*** Data supplied Section Begins ***

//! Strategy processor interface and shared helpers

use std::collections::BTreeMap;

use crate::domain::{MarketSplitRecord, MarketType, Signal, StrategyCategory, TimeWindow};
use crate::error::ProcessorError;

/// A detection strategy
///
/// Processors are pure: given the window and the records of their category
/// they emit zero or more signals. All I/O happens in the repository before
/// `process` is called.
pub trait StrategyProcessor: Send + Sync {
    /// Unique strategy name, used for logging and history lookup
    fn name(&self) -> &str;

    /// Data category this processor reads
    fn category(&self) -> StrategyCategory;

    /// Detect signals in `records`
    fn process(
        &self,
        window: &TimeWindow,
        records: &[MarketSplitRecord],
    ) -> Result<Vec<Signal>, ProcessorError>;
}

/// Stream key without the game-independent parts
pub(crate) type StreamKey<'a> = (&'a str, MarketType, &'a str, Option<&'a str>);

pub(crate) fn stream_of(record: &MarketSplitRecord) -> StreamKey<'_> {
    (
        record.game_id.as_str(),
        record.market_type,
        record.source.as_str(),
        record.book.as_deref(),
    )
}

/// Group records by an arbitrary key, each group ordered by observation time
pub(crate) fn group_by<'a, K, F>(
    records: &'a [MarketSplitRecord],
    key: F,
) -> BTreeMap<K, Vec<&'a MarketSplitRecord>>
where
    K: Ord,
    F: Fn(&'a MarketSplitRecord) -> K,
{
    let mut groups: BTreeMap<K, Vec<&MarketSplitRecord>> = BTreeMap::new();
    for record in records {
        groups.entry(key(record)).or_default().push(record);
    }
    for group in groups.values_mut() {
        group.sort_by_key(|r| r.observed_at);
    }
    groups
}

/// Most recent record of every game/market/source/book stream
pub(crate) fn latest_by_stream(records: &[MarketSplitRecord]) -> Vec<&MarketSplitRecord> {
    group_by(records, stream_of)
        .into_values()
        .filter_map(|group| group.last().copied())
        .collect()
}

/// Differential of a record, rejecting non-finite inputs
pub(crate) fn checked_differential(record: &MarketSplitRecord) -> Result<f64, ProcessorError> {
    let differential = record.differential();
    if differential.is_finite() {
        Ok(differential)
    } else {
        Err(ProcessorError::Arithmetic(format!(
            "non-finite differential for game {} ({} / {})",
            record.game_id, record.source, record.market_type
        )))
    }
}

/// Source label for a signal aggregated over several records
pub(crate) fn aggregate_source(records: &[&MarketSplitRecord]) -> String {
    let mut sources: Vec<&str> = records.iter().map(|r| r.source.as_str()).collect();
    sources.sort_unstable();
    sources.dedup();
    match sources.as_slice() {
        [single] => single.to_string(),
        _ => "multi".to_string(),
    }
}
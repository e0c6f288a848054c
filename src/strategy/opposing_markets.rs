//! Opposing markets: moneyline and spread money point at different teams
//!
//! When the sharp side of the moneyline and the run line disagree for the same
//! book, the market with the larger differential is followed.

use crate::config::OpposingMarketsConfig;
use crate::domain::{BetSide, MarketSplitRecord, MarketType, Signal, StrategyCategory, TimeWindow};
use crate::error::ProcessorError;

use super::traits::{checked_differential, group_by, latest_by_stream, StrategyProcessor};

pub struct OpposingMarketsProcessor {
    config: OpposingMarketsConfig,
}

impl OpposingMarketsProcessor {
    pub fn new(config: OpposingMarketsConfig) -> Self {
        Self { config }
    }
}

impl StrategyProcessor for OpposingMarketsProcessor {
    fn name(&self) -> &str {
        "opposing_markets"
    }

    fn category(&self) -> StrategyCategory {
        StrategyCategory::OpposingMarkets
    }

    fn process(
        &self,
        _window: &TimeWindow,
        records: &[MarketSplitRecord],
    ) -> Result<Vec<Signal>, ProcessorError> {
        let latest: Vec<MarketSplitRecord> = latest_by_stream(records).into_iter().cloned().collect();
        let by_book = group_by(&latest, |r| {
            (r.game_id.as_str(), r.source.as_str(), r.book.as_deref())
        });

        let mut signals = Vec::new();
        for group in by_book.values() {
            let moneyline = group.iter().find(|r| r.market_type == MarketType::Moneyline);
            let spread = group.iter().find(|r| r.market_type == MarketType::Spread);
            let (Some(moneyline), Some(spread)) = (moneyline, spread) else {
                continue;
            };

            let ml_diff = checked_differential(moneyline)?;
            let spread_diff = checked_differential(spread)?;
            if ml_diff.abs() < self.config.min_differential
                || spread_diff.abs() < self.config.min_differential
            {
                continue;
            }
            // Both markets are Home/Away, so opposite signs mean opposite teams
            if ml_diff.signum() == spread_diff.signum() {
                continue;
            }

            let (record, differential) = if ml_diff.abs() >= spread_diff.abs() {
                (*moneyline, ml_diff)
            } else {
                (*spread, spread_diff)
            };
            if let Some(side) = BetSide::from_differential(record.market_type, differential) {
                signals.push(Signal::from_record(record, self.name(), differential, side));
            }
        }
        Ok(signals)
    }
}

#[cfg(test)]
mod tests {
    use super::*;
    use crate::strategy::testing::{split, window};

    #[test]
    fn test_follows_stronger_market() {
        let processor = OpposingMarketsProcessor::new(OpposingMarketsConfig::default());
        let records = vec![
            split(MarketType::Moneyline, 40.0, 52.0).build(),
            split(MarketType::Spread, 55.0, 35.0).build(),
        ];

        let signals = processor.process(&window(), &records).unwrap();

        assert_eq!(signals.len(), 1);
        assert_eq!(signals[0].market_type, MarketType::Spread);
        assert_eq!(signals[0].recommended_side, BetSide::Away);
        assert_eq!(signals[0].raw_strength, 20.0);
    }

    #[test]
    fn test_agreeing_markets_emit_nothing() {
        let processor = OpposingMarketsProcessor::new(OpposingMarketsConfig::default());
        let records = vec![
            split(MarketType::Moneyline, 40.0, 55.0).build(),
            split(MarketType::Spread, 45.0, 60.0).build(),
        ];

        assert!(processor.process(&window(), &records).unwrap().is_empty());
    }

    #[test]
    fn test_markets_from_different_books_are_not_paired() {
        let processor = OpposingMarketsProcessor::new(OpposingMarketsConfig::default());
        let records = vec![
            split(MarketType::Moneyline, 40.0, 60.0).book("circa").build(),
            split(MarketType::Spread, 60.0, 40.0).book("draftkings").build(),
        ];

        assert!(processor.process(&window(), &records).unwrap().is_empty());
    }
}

*** Data supplied Section Ends ***

Give the number of lines in the listing that include the word "StreamKey", without any added words.

**Exercise response:**
2